[Start of Attachment]

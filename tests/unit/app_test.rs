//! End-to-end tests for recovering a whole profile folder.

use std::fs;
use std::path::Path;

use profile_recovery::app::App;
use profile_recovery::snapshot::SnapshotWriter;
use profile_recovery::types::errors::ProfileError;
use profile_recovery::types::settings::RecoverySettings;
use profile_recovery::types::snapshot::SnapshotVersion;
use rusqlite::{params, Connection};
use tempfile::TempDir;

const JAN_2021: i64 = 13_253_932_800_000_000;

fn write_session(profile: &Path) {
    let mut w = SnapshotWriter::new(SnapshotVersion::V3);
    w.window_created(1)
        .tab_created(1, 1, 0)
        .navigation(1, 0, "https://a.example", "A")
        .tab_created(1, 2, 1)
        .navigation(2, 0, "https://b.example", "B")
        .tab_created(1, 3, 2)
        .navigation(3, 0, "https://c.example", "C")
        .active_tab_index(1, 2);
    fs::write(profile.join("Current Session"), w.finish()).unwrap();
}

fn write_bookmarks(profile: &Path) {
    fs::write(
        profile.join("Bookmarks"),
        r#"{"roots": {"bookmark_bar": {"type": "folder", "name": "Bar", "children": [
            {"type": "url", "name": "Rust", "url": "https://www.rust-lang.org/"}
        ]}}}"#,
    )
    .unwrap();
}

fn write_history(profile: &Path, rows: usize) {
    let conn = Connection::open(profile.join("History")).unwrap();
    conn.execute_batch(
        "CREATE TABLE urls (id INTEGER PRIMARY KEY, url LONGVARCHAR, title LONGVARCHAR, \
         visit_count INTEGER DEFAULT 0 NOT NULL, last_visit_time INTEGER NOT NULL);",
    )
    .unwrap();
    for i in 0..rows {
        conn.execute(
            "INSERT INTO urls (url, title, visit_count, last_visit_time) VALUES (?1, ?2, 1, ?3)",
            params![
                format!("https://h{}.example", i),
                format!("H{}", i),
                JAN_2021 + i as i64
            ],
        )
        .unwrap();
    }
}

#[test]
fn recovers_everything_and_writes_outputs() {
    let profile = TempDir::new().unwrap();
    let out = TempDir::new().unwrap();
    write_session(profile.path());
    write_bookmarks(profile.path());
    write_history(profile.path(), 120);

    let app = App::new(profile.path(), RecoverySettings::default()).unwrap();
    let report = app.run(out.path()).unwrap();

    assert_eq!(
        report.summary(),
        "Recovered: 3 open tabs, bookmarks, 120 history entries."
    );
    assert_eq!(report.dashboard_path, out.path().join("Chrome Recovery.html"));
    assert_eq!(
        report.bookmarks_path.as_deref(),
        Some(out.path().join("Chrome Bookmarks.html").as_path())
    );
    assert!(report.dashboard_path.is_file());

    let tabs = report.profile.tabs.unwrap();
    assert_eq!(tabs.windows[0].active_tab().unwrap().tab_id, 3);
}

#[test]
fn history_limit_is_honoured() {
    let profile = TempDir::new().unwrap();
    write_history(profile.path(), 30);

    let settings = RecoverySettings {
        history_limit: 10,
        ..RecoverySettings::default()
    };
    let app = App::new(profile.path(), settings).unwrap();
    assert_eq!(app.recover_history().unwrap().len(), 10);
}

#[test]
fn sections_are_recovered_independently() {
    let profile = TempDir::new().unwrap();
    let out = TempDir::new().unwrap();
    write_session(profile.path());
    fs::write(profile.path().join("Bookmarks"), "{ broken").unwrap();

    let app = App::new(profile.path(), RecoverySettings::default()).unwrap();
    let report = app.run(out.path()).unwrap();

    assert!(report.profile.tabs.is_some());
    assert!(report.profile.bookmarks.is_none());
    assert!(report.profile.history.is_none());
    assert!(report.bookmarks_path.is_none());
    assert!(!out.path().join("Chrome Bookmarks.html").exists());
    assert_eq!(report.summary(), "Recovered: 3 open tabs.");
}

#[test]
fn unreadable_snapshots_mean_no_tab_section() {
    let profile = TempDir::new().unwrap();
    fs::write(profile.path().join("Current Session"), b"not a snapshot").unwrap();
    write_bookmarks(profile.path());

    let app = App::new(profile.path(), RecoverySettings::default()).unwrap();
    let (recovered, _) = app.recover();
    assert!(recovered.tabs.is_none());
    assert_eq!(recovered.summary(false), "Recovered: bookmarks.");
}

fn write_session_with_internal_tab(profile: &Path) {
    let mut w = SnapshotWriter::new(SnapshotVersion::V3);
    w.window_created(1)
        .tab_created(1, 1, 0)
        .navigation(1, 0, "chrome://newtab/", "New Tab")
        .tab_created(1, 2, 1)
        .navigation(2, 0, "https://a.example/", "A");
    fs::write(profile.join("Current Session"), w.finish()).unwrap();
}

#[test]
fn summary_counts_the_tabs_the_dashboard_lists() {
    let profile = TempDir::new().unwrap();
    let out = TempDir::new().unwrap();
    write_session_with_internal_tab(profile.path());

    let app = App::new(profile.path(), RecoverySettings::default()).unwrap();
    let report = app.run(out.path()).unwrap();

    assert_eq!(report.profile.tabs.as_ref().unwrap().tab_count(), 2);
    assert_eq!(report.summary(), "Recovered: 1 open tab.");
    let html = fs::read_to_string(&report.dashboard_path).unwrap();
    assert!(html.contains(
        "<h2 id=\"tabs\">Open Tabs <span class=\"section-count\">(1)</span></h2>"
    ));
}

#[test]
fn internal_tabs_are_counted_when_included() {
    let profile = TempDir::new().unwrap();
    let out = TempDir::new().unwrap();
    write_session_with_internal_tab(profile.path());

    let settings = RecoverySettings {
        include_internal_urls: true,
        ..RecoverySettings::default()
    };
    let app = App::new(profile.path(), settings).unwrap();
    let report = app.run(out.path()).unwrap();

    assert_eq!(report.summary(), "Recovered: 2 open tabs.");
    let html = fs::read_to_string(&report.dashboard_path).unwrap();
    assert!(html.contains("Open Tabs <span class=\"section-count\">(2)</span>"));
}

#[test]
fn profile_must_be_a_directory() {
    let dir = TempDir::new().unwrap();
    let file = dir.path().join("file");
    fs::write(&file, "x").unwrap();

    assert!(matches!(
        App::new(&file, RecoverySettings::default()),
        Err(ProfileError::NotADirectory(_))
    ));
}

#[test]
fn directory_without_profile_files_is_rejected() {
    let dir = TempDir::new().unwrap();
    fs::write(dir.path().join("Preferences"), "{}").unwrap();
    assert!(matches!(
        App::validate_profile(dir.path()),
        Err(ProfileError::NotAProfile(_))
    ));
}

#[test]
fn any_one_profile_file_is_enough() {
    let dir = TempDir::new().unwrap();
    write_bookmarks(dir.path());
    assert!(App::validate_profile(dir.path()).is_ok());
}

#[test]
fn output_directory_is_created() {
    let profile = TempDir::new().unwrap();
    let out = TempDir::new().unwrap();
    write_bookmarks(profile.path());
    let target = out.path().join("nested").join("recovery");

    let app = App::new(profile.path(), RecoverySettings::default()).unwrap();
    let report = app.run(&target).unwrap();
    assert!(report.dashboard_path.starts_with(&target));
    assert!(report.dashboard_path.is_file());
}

[End of Attachment]

BRIEF. Print the data word for word.

PROBLEM SOLUTION.
filename tests/unit/app_test.rs
//! End-to-end tests for recovering a whole profile folder.

use std::fs;
use std::path::Path;

use profile_recovery::app::App;
use profile_recovery::snapshot::SnapshotWriter;
use profile_recovery::types::errors::ProfileError;
use profile_recovery::types::settings::RecoverySettings;
use profile_recovery::types::snapshot::SnapshotVersion;
use rusqlite::{params, Connection};
use tempfile::TempDir;

const JAN_2021: i64 = 13_253_932_800_000_000;

fn write_session(profile: &Path) {
    let mut w = SnapshotWriter::new(SnapshotVersion::V3);
    w.window_created(1)
        .tab_created(1, 1, 0)
        .navigation(1, 0, "https://a.example", "A")
        .tab_created(1, 2, 1)
        .navigation(2, 0, "https://b.example", "B")
        .tab_created(1, 3, 2)
        .navigation(3, 0, "https://c.example", "C")
        .active_tab_index(1, 2);
    fs::write(profile.join("Current Session"), w.finish()).unwrap();
}

fn write_bookmarks(profile: &Path) {
    fs::write(
        profile.join("Bookmarks"),
        r#"{"roots": {"bookmark_bar": {"type": "folder", "name": "Bar", "children": [
            {"type": "url", "name": "Rust", "url": "https://www.rust-lang.org/"}
        ]}}}"#,
    )
    .unwrap();
}

fn write_history(profile: &Path, rows: usize) {
    let conn = Connection::open(profile.join("History")).unwrap();
    conn.execute_batch(
        "CREATE TABLE urls (id INTEGER PRIMARY KEY, url LONGVARCHAR, title LONGVARCHAR, \
         visit_count INTEGER DEFAULT 0 NOT NULL, last_visit_time INTEGER NOT NULL);",
    )
    .unwrap();
    for i in 0..rows {
        conn.execute(
            "INSERT INTO urls (url, title, visit_count, last_visit_time) VALUES (?1, ?2, 1, ?3)",
            params![
                format!("https://h{}.example", i),
                format!("H{}", i),
                JAN_2021 + i as i64
            ],
        )
        .unwrap();
    }
}

#[test]
fn recovers_everything_and_writes_outputs() {
    let profile = TempDir::new().unwrap();
    let out = TempDir::new().unwrap();
    write_session(profile.path());
    write_bookmarks(profile.path());
    write_history(profile.path(), 120);

    let app = App::new(profile.path(), RecoverySettings::default()).unwrap();
    let report = app.run(out.path()).unwrap();

    assert_eq!(
        report.summary(),
        "Recovered: 3 open tabs, bookmarks, 120 history entries."
    );
    assert_eq!(report.dashboard_path, out.path().join("Chrome Recovery.html"));
    assert_eq!(
        report.bookmarks_path.as_deref(),
        Some(out.path().join("Chrome Bookmarks.html").as_path())
    );
    assert!(report.dashboard_path.is_file());

    let tabs = report.profile.tabs.unwrap();
    assert_eq!(tabs.windows[0].active_tab().unwrap().tab_id, 3);
}

#[test]
fn history_limit_is_honoured() {
    let profile = TempDir::new().unwrap();
    write_history(profile.path(), 30);

    let settings = RecoverySettings {
        history_limit: 10,
        ..RecoverySettings::default()
    };
    let app = App::new(profile.path(), settings).unwrap();
    assert_eq!(app.recover_history().unwrap().len(), 10);
}

#[test]
fn sections_are_recovered_independently() {
    let profile = TempDir::new().unwrap();
    let out = TempDir::new().unwrap();
    write_session(profile.path());
    fs::write(profile.path().join("Bookmarks"), "{ broken").unwrap();

    let app = App::new(profile.path(), RecoverySettings::default()).unwrap();
    let report = app.run(out.path()).unwrap();

    assert!(report.profile.tabs.is_some());
    assert!(report.profile.bookmarks.is_none());
    assert!(report.profile.history.is_none());
    assert!(report.bookmarks_path.is_none());
    assert!(!out.path().join("Chrome Bookmarks.html").exists());
    assert_eq!(report.summary(), "Recovered: 3 open tabs.");
}

#[test]
fn unreadable_snapshots_mean_no_tab_section() {
    let profile = TempDir::new().unwrap();
    fs::write(profile.path().join("Current Session"), b"not a snapshot").unwrap();
    write_bookmarks(profile.path());

    let app = App::new(profile.path(), RecoverySettings::default()).unwrap();
    let (recovered, _) = app.recover();
    assert!(recovered.tabs.is_none());
    assert_eq!(recovered.summary(false), "Recovered: bookmarks.");
}

fn write_session_with_internal_tab(profile: &Path) {
    let mut w = SnapshotWriter::new(SnapshotVersion::V3);
    w.window_created(1)
        .tab_created(1, 1, 0)
        .navigation(1, 0, "chrome://newtab/", "New Tab")
        .tab_created(1, 2, 1)
        .navigation(2, 0, "https://a.example/", "A");
    fs::write(profile.join("Current Session"), w.finish()).unwrap();
}

#[test]
fn summary_counts_the_tabs_the_dashboard_lists() {
    let profile = TempDir::new().unwrap();
    let out = TempDir::new().unwrap();
    write_session_with_internal_tab(profile.path());

    let app = App::new(profile.path(), RecoverySettings::default()).unwrap();
    let report = app.run(out.path()).unwrap();

    assert_eq!(report.profile.tabs.as_ref().unwrap().tab_count(), 2);
    assert_eq!(report.summary(), "Recovered: 1 open tab.");
    let html = fs::read_to_string(&report.dashboard_path).unwrap();
    assert!(html.contains(
        "<h2 id=\"tabs\">Open Tabs <span class=\"section-count\">(1)</span></h2>"
    ));
}

#[test]
fn internal_tabs_are_counted_when_included() {
    let profile = TempDir::new().unwrap();
    let out = TempDir::new().unwrap();
    write_session_with_internal_tab(profile.path());

    let settings = RecoverySettings {
        include_internal_urls: true,
        ..RecoverySettings::default()
    };
    let app = App::new(profile.path(), settings).unwrap();
    let report = app.run(out.path()).unwrap();

    assert_eq!(report.summary(), "Recovered: 2 open tabs.");
    let html = fs::read_to_string(&report.dashboard_path).unwrap();
    assert!(html.contains("Open Tabs <span class=\"section-count\">(2)</span>"));
}

#[test]
fn profile_must_be_a_directory() {
    let dir = TempDir::new().unwrap();
    let file = dir.path().join("file");
    fs::write(&file, "x").unwrap();

    assert!(matches!(
        App::new(&file, RecoverySettings::default()),
        Err(ProfileError::NotADirectory(_))
    ));
}

#[test]
fn directory_without_profile_files_is_rejected() {
    let dir = TempDir::new().unwrap();
    fs::write(dir.path().join("Preferences"), "{}").unwrap();
    assert!(matches!(
        App::validate_profile(dir.path()),
        Err(ProfileError::NotAProfile(_))
    ));
}

#[test]
fn any_one_profile_file_is_enough() {
    let dir = TempDir::new().unwrap();
    write_bookmarks(dir.path());
    assert!(App::validate_profile(dir.path()).is_ok());
}

#[test]
fn output_directory_is_created() {
    let profile = TempDir::new().unwrap();
    let out = TempDir::new().unwrap();
    write_bookmarks(profile.path());
    let target = out.path().join("nested").join("recovery");

    let app = App::new(profile.path(), RecoverySettings::default()).unwrap();
    let report = app.run(&target).unwrap();
    assert!(report.dashboard_path.starts_with(&target));
    assert!(report.dashboard_path.is_file());
}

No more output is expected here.